Companies that specialize in the food products may work solely through agents or local distributors. Greek companies that seek to enter the market and distribute goods can find a considerable number of merchants, agents, intermediaries, wholesalers, and retailers in Albania. Most distribution channels are in place and several large retailers have entered the Albanian market in recent years. The primary distribution centers are in the capital Tirana and its neighboring city Durres, both of which house close to 40% of the nation’s population.  Majority of sales occurs in outlets across the country, while the online, telemarketing, door-to-door sales are still in their infancy. Small private shops, many of which sell Italian and Greek goods, dominate the retail sector, though retail chains, including international supermarket chains Spar and Conad, have proliferated in recent years.  Local chains of grocery markets have also gained market share in recent years.

Please name the best-selling Greek f&b products in your market.
There have been several brands, recognized as Greek, that were positioned well in the market (indicatively Karelia tobaccos, Agrino, Chipita, Jotis, Amita etc) and managed to secure solid market shares.

Albeit neighboring country, it would be rather safe to say that Greeks know little about Albania and its economy…

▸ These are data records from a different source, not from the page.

//! Notification store seam.
//!
//! The persistent store is owned by another service; the gateway only
//! appends, queries and marks notifications read through this trait.

use crate::error::StoreError;
use async_trait::async_trait;
use courier_core::Notification;
use parking_lot::Mutex;
use serde::Serialize;
use std::collections::HashMap;

/// A notification with its read state.
#[derive(Debug, Clone, PartialEq, Serialize)]
#[serde(rename_all = "camelCase")]
pub struct StoredNotification {
    #[serde(flatten)]
    pub notification: Notification,
    pub read: bool,
}

/// Query filter for [`NotificationStore::query`].
#[derive(Debug, Clone, Copy, Default, PartialEq, Eq)]
pub struct NotificationFilter {
    /// Only unread notifications.
    pub unread_only: bool,

    /// Maximum number of results, newest first.
    pub limit: Option<usize>,
}

/// External notification persistence.
#[async_trait]
pub trait NotificationStore: Send + Sync {
    /// Append a notification for a user.
    async fn append(&self, user_id: &str, notification: Notification) -> Result<(), StoreError>;

    /// Query a user's notifications, newest first.
    async fn query(
        &self,
        user_id: &str,
        filter: NotificationFilter,
    ) -> Result<Vec<StoredNotification>, StoreError>;

    /// Mark one notification read.
    async fn mark_read(&self, user_id: &str, notification_id: &str) -> Result<(), StoreError>;
}

/// In-process store for local runs and tests.
#[derive(Default)]
pub struct MemoryNotificationStore {
    by_user: Mutex<HashMap<String, Vec<StoredNotification>>>,
}

impl MemoryNotificationStore {
    pub fn new() -> Self {
        Self::default()
    }

    /// Unread notifications for a user.
    pub fn unread_count(&self, user_id: &str) -> usize {
        self.by_user
            .lock()
            .get(user_id)
            .map_or(0, |list| list.iter().filter(|n| !n.read).count())
    }
}

#[async_trait]
impl NotificationStore for MemoryNotificationStore {
    async fn append(&self, user_id: &str, notification: Notification) -> Result<(), StoreError> {
        self.by_user
            .lock()
            .entry(user_id.to_string())
            .or_default()
            .push(StoredNotification {
                notification,
                read: false,
            });
        Ok(())
    }

    async fn query(
        &self,
        user_id: &str,
        filter: NotificationFilter,
    ) -> Result<Vec<StoredNotification>, StoreError> {
        let by_user = self.by_user.lock();
        let mut results: Vec<StoredNotification> = by_user
            .get(user_id)
            .map(|list| {
                list.iter()
                    .filter(|n| !filter.unread_only || !n.read)
                    .cloned()
                    .collect()
            })
            .unwrap_or_default();
        results.sort_by(|a, b| b.notification.created_at.cmp(&a.notification.created_at));
        if let Some(limit) = filter.limit {
            results.truncate(limit);
        }
        Ok(results)
    }

    async fn mark_read(&self, user_id: &str, notification_id: &str) -> Result<(), StoreError> {
        let mut by_user = self.by_user.lock();
        let entry = by_user
            .get_mut(user_id)
            .and_then(|list| list.iter_mut().find(|n| n.notification.id == notification_id))
            .ok_or_else(|| StoreError::NotFound(notification_id.to_string()))?;
        entry.read = true;
        Ok(())
    }
}

#[cfg(test)]
mod tests {
    use super::*;

    #[tokio::test]
    async fn test_append_query_mark_read() {
        let store = MemoryNotificationStore::new();
        store
            .append("u1", Notification::new("n1", "Order shipped", "On its way", "order"))
            .await
            .unwrap();
        store
            .append("u1", Notification::new("n2", "Welcome", "Hello", "system"))
            .await
            .unwrap();
        assert_eq!(store.unread_count("u1"), 2);

        store.mark_read("u1", "n1").await.unwrap();
        assert_eq!(store.unread_count("u1"), 1);

        let unread = store
            .query(
                "u1",
                NotificationFilter {
                    unread_only: true,
                    limit: None,
                },
            )
            .await
            .unwrap();
        assert_eq!(unread.len(), 1);
        assert_eq!(unread[0].notification.id, "n2");

        let all = store.query("u1", NotificationFilter::default()).await.unwrap();
        assert_eq!(all.len(), 2);
    }

    #[tokio::test]
    async fn test_mark_read_is_scoped_to_user() {
        let store = MemoryNotificationStore::new();
        store
            .append("u1", Notification::new("n1", "t", "m", "system"))
            .await
            .unwrap();
        assert!(matches!(
            store.mark_read("u2", "n1").await,
            Err(StoreError::NotFound(_))
        ));
        assert_eq!(store.unread_count("u1"), 1);
    }

    #[tokio::test]
    async fn test_query_limit() {
        let store = MemoryNotificationStore::new();
        for i in 0..5 {
            store
                .append("u1", Notification::new(format!("n{}", i), "t", "m", "system"))
                .await
                .unwrap();
        }
        let page = store
            .query(
                "u1",
                NotificationFilter {
                    unread_only: false,
                    limit: Some(2),
                },
            )
            .await
            .unwrap();
        assert_eq!(page.len(), 2);
    }

    #[test]
    fn test_stored_notification_serializes_flat() {
        let stored = StoredNotification {
            notification: Notification::new("n1", "t", "m", "order"),
            read: true,
        };
        let json = serde_json::to_value(&stored).unwrap();
        assert_eq!(json["id"], "n1");
        assert_eq!(json["type"], "order");
        assert_eq!(json["read"], true);
    }
}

That is true, so we might as well say a few words. Albania is an agriculture-based country with exceptional geographic location, outstanding landscapes, rich in culinary and gastronomy offerings. Combined with a great tradition for hospitality, Albania has great potential for agritourism development. Whilst the sector has only emerged over the last few years, fast growth is expected in the near to medium future. Untapped potential for agritourism development exists almost countrywide. The most promising regions in combining agriculture with touristic attractions are Korça, Berat, Gjirokastër, Vlora, Shkodër, Kukës and Dibër. The most common agritourism models are farm-to-table restaurants with some limited accommodation capacities.

Last, but not least, could you please share with us some more information on the agritourism sector in Albania?

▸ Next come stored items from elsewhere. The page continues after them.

//! Room membership and delivery for one namespace.
//!
//! [`RoomTransport`] is the only surface channels use to reach sockets.
//! [`RoomTable`] is the in-process implementation: one lock around the
//! connection and room maps, taken once per primitive and never held across
//! an `.await`.

use crate::frame::EventFrame;
use crate::rooms::RoomKey;
use courier_core::ConnectionId;
use parking_lot::RwLock;
use std::collections::{HashMap, HashSet};
use std::sync::Arc;
use tokio::sync::mpsc;
use tracing::{debug, trace};

/// Sending half of a connection's outbound queue.
pub type Outbound = mpsc::Sender<Arc<EventFrame>>;

/// Join/leave/broadcast primitives, each individually atomic.
///
/// Operations on a connection that has already gone away are no-ops.
pub trait RoomTransport: Send + Sync {
    /// Add a connection to a room. Returns false if the connection is gone.
    fn join(&self, conn: &ConnectionId, room: &RoomKey) -> bool;

    /// Remove a connection from a room. Returns false if it was not a member.
    fn leave(&self, conn: &ConnectionId, room: &RoomKey) -> bool;

    /// Queue a frame for one connection. Returns false if it was dropped.
    fn emit(&self, conn: &ConnectionId, frame: EventFrame) -> bool;

    /// Queue a frame for every member of a room, optionally skipping one
    /// connection. Returns how many connections the frame was queued for.
    fn broadcast(&self, room: &RoomKey, frame: EventFrame, except: Option<&ConnectionId>) -> usize;

    /// Whether a connection is currently in a room.
    fn is_member(&self, conn: &ConnectionId, room: &RoomKey) -> bool;
}

struct Member {
    outbound: Outbound,
    rooms: HashSet<RoomKey>,
}

#[derive(Default)]
struct Inner {
    connections: HashMap<ConnectionId, Member>,
    rooms: HashMap<RoomKey, HashSet<ConnectionId>>,
}

/// In-process room table for one namespace.
#[derive(Default)]
pub struct RoomTable {
    inner: RwLock<Inner>,
}

impl RoomTable {
    /// Create an empty table.
    pub fn new() -> Self {
        Self::default()
    }

    /// Register a live connection and its outbound queue.
    pub fn attach(&self, conn: ConnectionId, outbound: Outbound) {
        let mut inner = self.inner.write();
        inner.connections.insert(
            conn,
            Member {
                outbound,
                rooms: HashSet::new(),
            },
        );
    }

    /// Forget a connection, releasing every room it was in.
    ///
    /// Returns the rooms that were released.
    pub fn detach(&self, conn: &ConnectionId) -> Vec<RoomKey> {
        let mut inner = self.inner.write();
        let Some(member) = inner.connections.remove(conn) else {
            return Vec::new();
        };
        let released: Vec<RoomKey> = member.rooms.into_iter().collect();
        for room in &released {
            if let Some(members) = inner.rooms.get_mut(room) {
                members.remove(conn);
                if members.is_empty() {
                    inner.rooms.remove(room);
                }
            }
        }
        released
    }

    /// Number of live connections.
    pub fn connection_count(&self) -> usize {
        self.inner.read().connections.len()
    }

    /// Number of connections in a room.
    pub fn room_size(&self, room: &RoomKey) -> usize {
        self.inner.read().rooms.get(room).map_or(0, HashSet::len)
    }

    /// Rooms a connection is currently in, sorted.
    pub fn rooms_of(&self, conn: &ConnectionId) -> Vec<RoomKey> {
        let inner = self.inner.read();
        let mut rooms: Vec<RoomKey> = inner
            .connections
            .get(conn)
            .map(|m| m.rooms.iter().cloned().collect())
            .unwrap_or_default();
        rooms.sort();
        rooms
    }

    fn deliver(conn: &ConnectionId, outbound: &Outbound, frame: Arc<EventFrame>) -> bool {
        match outbound.try_send(frame) {
            Ok(()) => true,
            Err(mpsc::error::TrySendError::Full(frame)) => {
                debug!(conn = %conn, event = %frame.event, "Outbound queue full, dropping frame");
                false
            }
            Err(mpsc::error::TrySendError::Closed(frame)) => {
                trace!(conn = %conn, event = %frame.event, "Connection closed, dropping frame");
                false
            }
        }
    }
}

impl RoomTransport for RoomTable {
    fn join(&self, conn: &ConnectionId, room: &RoomKey) -> bool {
        let mut inner = self.inner.write();
        let Some(member) = inner.connections.get_mut(conn) else {
            return false;
        };
        member.rooms.insert(room.clone());
        inner
            .rooms
            .entry(room.clone())
            .or_default()
            .insert(conn.clone());
        true
    }

    fn leave(&self, conn: &ConnectionId, room: &RoomKey) -> bool {
        let mut inner = self.inner.write();
        let was_member = inner
            .connections
            .get_mut(conn)
            .map_or(false, |m| m.rooms.remove(room));
        if let Some(members) = inner.rooms.get_mut(room) {
            members.remove(conn);
            if members.is_empty() {
                inner.rooms.remove(room);
            }
        }
        was_member
    }

    fn emit(&self, conn: &ConnectionId, frame: EventFrame) -> bool {
        let inner = self.inner.read();
        match inner.connections.get(conn) {
            Some(member) => Self::deliver(conn, &member.outbound, Arc::new(frame)),
            None => false,
        }
    }

    fn broadcast(&self, room: &RoomKey, frame: EventFrame, except: Option<&ConnectionId>) -> usize {
        let inner = self.inner.read();
        let Some(members) = inner.rooms.get(room) else {
            return 0;
        };
        let frame = Arc::new(frame);
        let mut delivered = 0;
        for conn in members {
            if Some(conn) == except {
                continue;
            }
            if let Some(member) = inner.connections.get(conn) {
                if Self::deliver(conn, &member.outbound, frame.clone()) {
                    delivered += 1;
                }
            }
        }
        delivered
    }

    fn is_member(&self, conn: &ConnectionId, room: &RoomKey) -> bool {
        self.inner
            .read()
            .rooms
            .get(room)
            .map_or(false, |members| members.contains(conn))
    }
}
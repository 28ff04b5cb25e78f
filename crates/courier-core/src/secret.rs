//! The JWT signing secret as loaded from config.

use serde::{Deserialize, Deserializer, Serialize, Serializer};
use std::fmt;
use zeroize::{Zeroize, ZeroizeOnDrop};

/// Placeholder printed wherever a secret would appear.
pub const REDACTED: &str = "[REDACTED]";

/// HS256 key material: zeroed on drop, never printed.
///
/// Serializes to the real value so `config set` can write the file back;
/// display surfaces use [`REDACTED`].
#[derive(Clone, Default, Zeroize, ZeroizeOnDrop)]
pub struct SecretString(String);

impl SecretString {
    pub fn new(value: impl Into<String>) -> Self {
        Self(value.into())
    }

    pub fn expose_secret(&self) -> &str {
        &self.0
    }

    /// Key bytes for `EncodingKey`/`DecodingKey::from_secret`.
    pub fn expose_bytes(&self) -> &[u8] {
        self.0.as_bytes()
    }

    /// Blank secrets count as empty; they would sign with an empty key.
    pub fn is_empty(&self) -> bool {
        self.0.trim().is_empty()
    }
}

impl fmt::Debug for SecretString {
    fn fmt(&self, f: &mut fmt::Formatter<'_>) -> fmt::Result {
        f.write_str(REDACTED)
    }
}

impl fmt::Display for SecretString {
    fn fmt(&self, f: &mut fmt::Formatter<'_>) -> fmt::Result {
        f.write_str(REDACTED)
    }
}

impl<'de> Deserialize<'de> for SecretString {
    fn deserialize<D: Deserializer<'de>>(deserializer: D) -> Result<Self, D::Error> {
        String::deserialize(deserializer).map(Self)
    }
}

impl Serialize for SecretString {
    fn serialize<S: Serializer>(&self, serializer: S) -> Result<S::Ok, S::Error> {
        serializer.serialize_str(&self.0)
    }
}

impl From<String> for SecretString {
    fn from(s: String) -> Self {
        Self(s)
    }
}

Agritourism is defined as a high priority sector on the government agenda (10 million euros of investment in the last two years). Most central and local level strategies consider agritourism important for agriculture and rural diversification. Regarding public sector efforts to support agritourism, there seems to be no conflict in roles, only in coordination, establishing better information sharing among public institutions would bring vital benefits and more cohesive development results. Synergies between public institutions and donor projects with a focus on agritourism are also important in generating greater effects. A better formal definition of agritourism (best international practices) would speed up policy reforms and better integrate grant financing with sustainable development.

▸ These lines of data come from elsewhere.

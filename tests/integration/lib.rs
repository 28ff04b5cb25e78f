//! Shared harness for gateway integration tests.
//!
//! Starts a real gateway on an ephemeral loopback port and drives it with
//! `tokio-tungstenite` clients.

use courier_core::Config;
use courier_gateway::{Claims, Gateway};
use futures::{SinkExt, StreamExt};
use serde_json::Value;
use std::net::SocketAddr;
use std::sync::Arc;
use std::time::Duration;
use tokio::net::{TcpListener, TcpStream};
use tokio::task::JoinHandle;
use tokio_tungstenite::tungstenite::Message;
use tokio_tungstenite::{connect_async, MaybeTlsStream, WebSocketStream};

pub const SECRET: &str = "integration-secret";

const FRAME_TIMEOUT: Duration = Duration::from_secs(5);

/// Config with a known signing secret and default namespaces.
pub fn test_config() -> Config {
    let mut config = Config::default();
    config.auth.jwt_secret = Some(SECRET.to_string().into());
    config
}

/// Sign a one-hour token for `user` with `role`.
pub fn token(user: &str, role: &str) -> String {
    let claims = Claims::new(user, role, chrono::Duration::hours(1));
    jsonwebtoken::encode(
        &jsonwebtoken::Header::default(),
        &claims,
        &jsonwebtoken::EncodingKey::from_secret(SECRET.as_bytes()),
    )
    .expect("sign token")
}

/// A gateway serving on an ephemeral port.
pub struct TestGateway {
    pub gateway: Arc<Gateway>,
    pub addr: SocketAddr,
    handle: JoinHandle<()>,
}

impl TestGateway {
    pub async fn start(config: Config) -> Self {
        let gateway = Arc::new(Gateway::from_config(&config).expect("gateway"));
        let listener = TcpListener::bind("127.0.0.1:0").await.expect("bind");
        let addr = listener.local_addr().expect("addr");

        let serving = gateway.clone();
        let handle = tokio::spawn(async move {
            serving.serve(listener).await.expect("serve");
        });

        Self {
            gateway,
            addr,
            handle,
        }
    }

    /// `ws://` URL for a namespace path with an optional query string.
    pub fn url(&self, path: &str, query: &str) -> String {
        if query.is_empty() {
            format!("ws://{}{}", self.addr, path)
        } else {
            format!("ws://{}{}?{}", self.addr, path, query)
        }
    }

    /// Connect with a bearer token in the query string.
    pub async fn connect_as(&self, path: &str, user: &str, role: &str) -> WsClient {
        let query = format!("token={}", token(user, role));
        WsClient::connect(&self.url(path, &query))
            .await
            .expect("connect")
    }

    /// GET a JSON endpoint on the gateway; returns status code and decoded body.
    pub async fn get_json(&self, path: &str) -> (u16, Value) {
        let response = reqwest::get(format!("http://{}{}", self.addr, path))
            .await
            .expect("http get");
        let status = response.status().as_u16();
        let body = response.json::<Value>().await.unwrap_or(Value::Null);
        (status, body)
    }

    /// Poll until `check` holds or the frame timeout elapses.
    pub async fn eventually(&self, mut check: impl FnMut(&Gateway) -> bool) -> bool {
        let deadline = tokio::time::Instant::now() + FRAME_TIMEOUT;
        while tokio::time::Instant::now() < deadline {
            if check(self.gateway.as_ref()) {
                return true;
            }
            tokio::time::sleep(Duration::from_millis(20)).await;
        }
        check(self.gateway.as_ref())
    }

    pub async fn stop(self) {
        self.gateway.shutdown();
        let _ = tokio::time::timeout(FRAME_TIMEOUT, self.handle).await;
    }
}

/// A connected WebSocket client speaking `{event, data}` frames.
pub struct WsClient {
    stream: WebSocketStream<MaybeTlsStream<TcpStream>>,
}

impl WsClient {
    pub async fn connect(url: &str) -> Result<Self, tokio_tungstenite::tungstenite::Error> {
        let (stream, _) = connect_async(url).await?;
        Ok(Self { stream })
    }

    pub async fn send(&mut self, event: &str, data: Value) {
        let text = serde_json::json!({ "event": event, "data": data }).to_string();
        self.send_raw(&text).await;
    }

    pub async fn send_raw(&mut self, text: &str) {
        self.stream
            .send(Message::Text(text.to_string()))
            .await
            .expect("send frame");
    }

    /// Next text frame as `(event, data)`, or `None` on close or timeout.
    pub async fn next_frame_within(&mut self, wait: Duration) -> Option<(String, Value)> {
        loop {
            let msg = tokio::time::timeout(wait, self.stream.next()).await.ok()??;
            match msg.ok()? {
                Message::Text(text) => {
                    let frame: Value = serde_json::from_str(&text).ok()?;
                    let event = frame["event"].as_str()?.to_string();
                    return Some((event, frame["data"].clone()));
                }
                Message::Close(_) => return None,
                _ => continue,
            }
        }
    }

    /// Wait for a frame with the given event, failing on anything else.
    pub async fn expect(&mut self, event: &str) -> Value {
        match self.next_frame_within(FRAME_TIMEOUT).await {
            Some((got, data)) if got == event => data,
            Some((got, data)) => panic!("expected {}, got {} {}", event, got, data),
            None => panic!("expected {}, got nothing", event),
        }
    }

    /// Assert nothing arrives for a short while.
    pub async fn expect_silence(&mut self) {
        if let Some((event, data)) = self.next_frame_within(Duration::from_millis(300)).await {
            panic!("expected silence, got {} {}", event, data);
        }
    }

    pub async fn close(mut self) {
        let _ = self.stream.close(None).await;
    }
}
//! Connection lifecycle records.

use courier_core::{ConnectionId, Identity};
use serde::Serialize;
use std::fmt;
use std::net::SocketAddr;
use std::sync::Arc;

/// One admitted socket, as seen by its own reader loop.
#[derive(Debug, Clone)]
pub struct Connection {
    /// Connection ID.
    pub id: ConnectionId,

    /// Namespace path the socket was admitted to.
    pub namespace: String,

    /// Identity attached at handshake.
    pub identity: Option<Arc<Identity>>,

    /// Remote address.
    pub remote_addr: Option<SocketAddr>,

    /// Admission timestamp.
    pub connected_at: chrono::DateTime<chrono::Utc>,
}

impl Connection {
    /// Create a connection record stamped with the current time.
    pub fn new(
        id: ConnectionId,
        namespace: impl Into<String>,
        identity: Option<Arc<Identity>>,
    ) -> Self {
        Self {
            id,
            namespace: namespace.into(),
            identity,
            remote_addr: None,
            connected_at: chrono::Utc::now(),
        }
    }

    /// Set the remote address.
    pub fn with_remote_addr(mut self, addr: SocketAddr) -> Self {
        self.remote_addr = Some(addr);
        self
    }

    /// User id, if any identity is attached.
    pub fn user_id(&self) -> Option<&str> {
        self.identity.as_deref().map(|i| i.user_id.as_str())
    }

    /// Payload of the `connection` lifecycle event.
    pub fn hello(&self) -> ConnectionHello<'_> {
        ConnectionHello {
            id: self.id.as_str(),
            namespace: &self.namespace,
            user_id: self.user_id(),
        }
    }

    /// Seconds since admission.
    pub fn age_secs(&self) -> i64 {
        (chrono::Utc::now() - self.connected_at).num_seconds()
    }
}

/// Body of the `connection` event.
#[derive(Debug, Serialize)]
#[serde(rename_all = "camelCase")]
pub struct ConnectionHello<'a> {
    pub id: &'a str,
    pub namespace: &'a str,
    #[serde(skip_serializing_if = "Option::is_none")]
    pub user_id: Option<&'a str>,
}

/// Why a socket went away.
#[derive(Debug, Clone, Copy, PartialEq, Eq)]
pub enum DisconnectReason {
    /// Client sent a close frame or ended the stream.
    ClientClose,

    /// Read or write failed.
    TransportError,

    /// The gateway is shutting down.
    ServerShutdown,
}

impl DisconnectReason {
    pub fn as_str(&self) -> &'static str {
        match self {
            Self::ClientClose => "client_close",
            Self::TransportError => "transport_error",
            Self::ServerShutdown => "server_shutdown",
        }
    }
}

impl fmt::Display for DisconnectReason {
    fn fmt(&self, f: &mut fmt::Formatter<'_>) -> fmt::Result {
        f.write_str(self.as_str())
    }
}
//! Configuration loading and management.

mod schema;
mod loader;

pub use schema::*;
pub use loader::*;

Furthermore, the sector is benefiting from fiscal incentives that include reduced VAT to 6 %, corporate income tax to 5% and exemption from the infrastructure tax on investment. These fiscal stimuli are expected to incentivize investments and expand the base of certified agritourism units. However, existing and new agritourism units must meet the criteria for certification in order to benefit from support schemes. There are several ongoing donor projects aiming to promote agritourism, including financial support. These projects are designed to holistically promote sustainable rural development, by creating additional revenues and employment for agritourism. Most national donor schemes, however, are focused on promoting the supply side, whilst little is done to create demand.